Investment income (including interest, dividends, fees, etc.) = 2.375%

Hurdle rate (1) = 1.5%

Management fee (2) = 0.375%

Other expenses (legal, accounting, custodian, transfer agent, etc.) (3) = 0.20%

Pre-Incentive Fee net investment income

(investment income – (management fee + other expenses)) = 1.8%

Incentive Fee = 100% × pre-Incentive Fee net investment income, subject to the
“catch-up” (4)

= 100% × (1.8% – 1.5%)

= 0.3%

Alternative 3

Assumptions

Investment income (including interest, dividends, fees, etc.) = 3.5%

Hurdle rate (1) = 1.5%

Management fee (2) = 0.375%

Other expenses (legal, accounting, custodian, transfer agent, etc.) (3) = 0.20%

Pre-Incentive Fee net investment income

(investment income – (management fee + other expenses)) = 2.925%

Incentive Fee = 17.5% × pre-Incentive Fee net investment income, subject to
“catch-up” (4)

Incentive Fee = 100% × “catch-up” + (17.5% × (pre-Incentive Fee net investment
income – 1.82%))

Catch-up = 1.82% – 1.5% =0.32%

Incentive Fee = (100% × 0.32%) + (17.5% × (2.925% – 1.82%))

= 0.32% + (17.5% × 1.105%)

= 0.32% + 0.193%

= 0.513%

 

 

(1) Represents 6.0% annualized hurdle rate.

(2) Represents 1.5% annualized management fee.

(3) Excludes organizational and offering expenses.

(4) The “catch-up” provision is intended to provide the Adviser with an
Incentive Fee of 17.5% on all of the Company’s pre-Incentive Fee net investment
income as if a hurdle rate did not apply when the Company’s net investment
income exceeds 17.5% in any calendar quarter and is not applied once the Adviser
has received 17.5% of investment income in a quarter.
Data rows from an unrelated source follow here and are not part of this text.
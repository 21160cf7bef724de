//! Named, independently weighted force sources.
//!
//! A [`Plane`] wraps a [`ForceSource`] with the knobs the aggregator reads every tick: a global
//! weight (resettable to the weight it was built with), an enabled flag and a perception flag.
//! The [`PlaneRegistry`] keeps planes in insertion order under unique names.

use crate::error::{Error, Result};
use crate::weights::WeightProvider;
use indexmap::IndexMap;
use rustc_hash::FxHashMap;
use std::hash::Hash;

/// Signed force between two entities: positive attracts `a` toward `b`, negative repels.
pub trait ForceSource<K>: Send + Sync {
    fn force(&self, a: &K, b: &K, distance: f64, weights: &dyn WeightProvider<K>) -> f64;
}

impl<K, F> ForceSource<K> for F
where
    F: Fn(&K, &K, f64) -> f64 + Send + Sync,
{
    fn force(&self, a: &K, b: &K, distance: f64, _weights: &dyn WeightProvider<K>) -> f64 {
        self(a, b, distance)
    }
}

/// Attraction between entities sharing a tag, repulsion otherwise.
///
/// The attraction is scaled by `a`'s individual weight for the shared tag when the weight
/// provider has one. Untagged entities feel nothing.
#[derive(Debug, Clone)]
pub struct TagAffinity<K> {
    tags: FxHashMap<K, String>,
    same: f64,
    different: f64,
}

impl<K: Eq + Hash> TagAffinity<K> {
    pub fn new(same: f64, different: f64) -> Self {
        Self {
            tags: FxHashMap::default(),
            same,
            different,
        }
    }

    pub fn tag(&mut self, entity: K, tag: impl Into<String>) {
        self.tags.insert(entity, tag.into());
    }

    pub fn with_tag(mut self, entity: K, tag: impl Into<String>) -> Self {
        self.tag(entity, tag);
        self
    }

    pub fn tag_of(&self, entity: &K) -> Option<&str> {
        self.tags.get(entity).map(String::as_str)
    }
}

impl<K> ForceSource<K> for TagAffinity<K>
where
    K: Eq + Hash + Send + Sync,
{
    fn force(&self, a: &K, b: &K, _distance: f64, weights: &dyn WeightProvider<K>) -> f64 {
        let (Some(ta), Some(tb)) = (self.tags.get(a), self.tags.get(b)) else {
            return 0.0;
        };
        if ta == tb {
            self.same * weights.tag_weight(a, ta).unwrap_or(1.0)
        } else {
            self.different
        }
    }
}

pub struct Plane<K> {
    name: String,
    weight: f64,
    default_weight: f64,
    enabled: bool,
    perceptionally_constrained: bool,
    link_drawing_enabled: bool,
    source: Box<dyn ForceSource<K>>,
}

impl<K> Plane<K> {
    /// An enabled, perception-constrained plane with weight 1.
    pub fn new(name: impl Into<String>, source: impl ForceSource<K> + 'static) -> Self {
        Self {
            name: name.into(),
            weight: 1.0,
            default_weight: 1.0,
            enabled: true,
            perceptionally_constrained: true,
            link_drawing_enabled: false,
            source: Box::new(source),
        }
    }

    /// Sets both the current weight and the weight [`Plane::reset_weight`] returns to.
    pub fn with_weight(mut self, weight: f64) -> Self {
        self.weight = weight;
        self.default_weight = weight;
        self
    }

    pub fn with_perception_constraint(mut self, constrained: bool) -> Self {
        self.perceptionally_constrained = constrained;
        self
    }

    pub fn with_link_drawing(mut self, enabled: bool) -> Self {
        self.link_drawing_enabled = enabled;
        self
    }

    pub fn disabled(mut self) -> Self {
        self.enabled = false;
        self
    }

    pub fn name(&self) -> &str {
        &self.name
    }

    pub fn weight(&self) -> f64 {
        self.weight
    }

    pub fn default_weight(&self) -> f64 {
        self.default_weight
    }

    pub fn is_enabled(&self) -> bool {
        self.enabled
    }

    pub fn is_perceptionally_constrained(&self) -> bool {
        self.perceptionally_constrained
    }

    /// Rendering hint only; the engine never reads it.
    pub fn is_link_drawing_enabled(&self) -> bool {
        self.link_drawing_enabled
    }

    pub fn set_weight(&mut self, weight: f64) {
        self.weight = weight;
    }

    pub fn reset_weight(&mut self) {
        self.weight = self.default_weight;
    }

    pub fn set_enabled(&mut self, enabled: bool) {
        self.enabled = enabled;
    }

    pub fn set_perceptionally_constrained(&mut self, constrained: bool) {
        self.perceptionally_constrained = constrained;
    }

    pub fn set_link_drawing(&mut self, enabled: bool) {
        self.link_drawing_enabled = enabled;
    }

    /// Raw, unweighted force of this plane.
    pub fn force(&self, a: &K, b: &K, distance: f64, weights: &dyn WeightProvider<K>) -> f64 {
        self.source.force(a, b, distance, weights)
    }
}

impl<K> std::fmt::Debug for Plane<K> {
    fn fmt(&self, f: &mut std::fmt::Formatter<'_>) -> std::fmt::Result {
        f.debug_struct("Plane")
            .field("name", &self.name)
            .field("weight", &self.weight)
            .field("default_weight", &self.default_weight)
            .field("enabled", &self.enabled)
            .field("perceptionally_constrained", &self.perceptionally_constrained)
            .field("link_drawing_enabled", &self.link_drawing_enabled)
            .finish_non_exhaustive()
    }
}

#[derive(Debug)]
pub struct PlaneRegistry<K> {
    planes: IndexMap<String, Plane<K>>,
}

impl<K> Default for PlaneRegistry<K> {
    fn default() -> Self {
        Self {
            planes: IndexMap::new(),
        }
    }
}

impl<K> PlaneRegistry<K> {
    pub fn new() -> Self {
        Self::default()
    }

    pub fn register(&mut self, plane: Plane<K>) -> Result<()> {
        if self.planes.contains_key(plane.name()) {
            return Err(Error::DuplicatePlane {
                name: plane.name.clone(),
            });
        }
        self.planes.insert(plane.name.clone(), plane);
        Ok(())
    }

    /// Removes a plane, keeping the order of the others.
    pub fn remove(&mut self, name: &str) -> Result<Plane<K>> {
        self.planes
            .shift_remove(name)
            .ok_or_else(|| unknown_plane(name))
    }

    pub fn get(&self, name: &str) -> Option<&Plane<K>> {
        self.planes.get(name)
    }

    pub fn get_mut(&mut self, name: &str) -> Option<&mut Plane<K>> {
        self.planes.get_mut(name)
    }

    pub fn contains(&self, name: &str) -> bool {
        self.planes.contains_key(name)
    }

    /// All planes in registration order.
    pub fn iter(&self) -> impl Iterator<Item = &Plane<K>> {
        self.planes.values()
    }

    pub fn enabled(&self) -> impl Iterator<Item = &Plane<K>> {
        self.planes.values().filter(|p| p.enabled)
    }

    pub fn names(&self) -> impl Iterator<Item = &str> {
        self.planes.keys().map(String::as_str)
    }

    pub fn len(&self) -> usize {
        self.planes.len()
    }

    pub fn is_empty(&self) -> bool {
        self.planes.is_empty()
    }

    /// Whether some enabled plane ignores the perception distance.
    pub fn has_enabled_unconstrained(&self) -> bool {
        self.enabled().any(|p| !p.perceptionally_constrained)
    }

    pub fn set_weight(&mut self, name: &str, weight: f64) -> Result<()> {
        self.require_mut(name)?.set_weight(weight);
        Ok(())
    }

    pub fn reset_weight(&mut self, name: &str) -> Result<()> {
        self.require_mut(name)?.reset_weight();
        Ok(())
    }

    pub fn reset_all_weights(&mut self) {
        for plane in self.planes.values_mut() {
            plane.reset_weight();
        }
    }

    pub fn enable(&mut self, name: &str) -> Result<()> {
        self.require_mut(name)?.set_enabled(true);
        Ok(())
    }

    pub fn disable(&mut self, name: &str) -> Result<()> {
        self.require_mut(name)?.set_enabled(false);
        Ok(())
    }

    pub fn set_perceptionally_constrained(&mut self, name: &str, constrained: bool) -> Result<()> {
        self.require_mut(name)?
            .set_perceptionally_constrained(constrained);
        Ok(())
    }

    pub fn set_link_drawing(&mut self, name: &str, enabled: bool) -> Result<()> {
        self.require_mut(name)?.set_link_drawing(enabled);
        Ok(())
    }

    fn require_mut(&mut self, name: &str) -> Result<&mut Plane<K>> {
        self.planes
            .get_mut(name)
            .ok_or_else(|| unknown_plane(name))
    }
}

fn unknown_plane(name: &str) -> Error {
    Error::UnknownPlane {
        name: name.to_string(),
    }
}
The “catch-up” portion of
the Company’s pre-Incentive Fee Net Investment Income is the portion that
exceeds the 1.5% hurdle rate but is less than or equal to 1.82% in any fiscal
quarter.

(*) This example assumes that an IPO of the Company’s common stock has occurred.

(**) The hypothetical amount of pre-Incentive Fee net investment income shown is
based on a percentage of total net assets.

Example 2: Capital Gains Portion of Incentive Fee:

Assumptions

 

• Year 1: $10 million investment made in Company A (“Investment A”), $10 million
investment made in Company B (“Investment B”), $10 million investment made in
Company C (“Investment C”), $10 million investment made in Company D
(“Investment D”) and $10 million investment made in Company E (“Investment E”).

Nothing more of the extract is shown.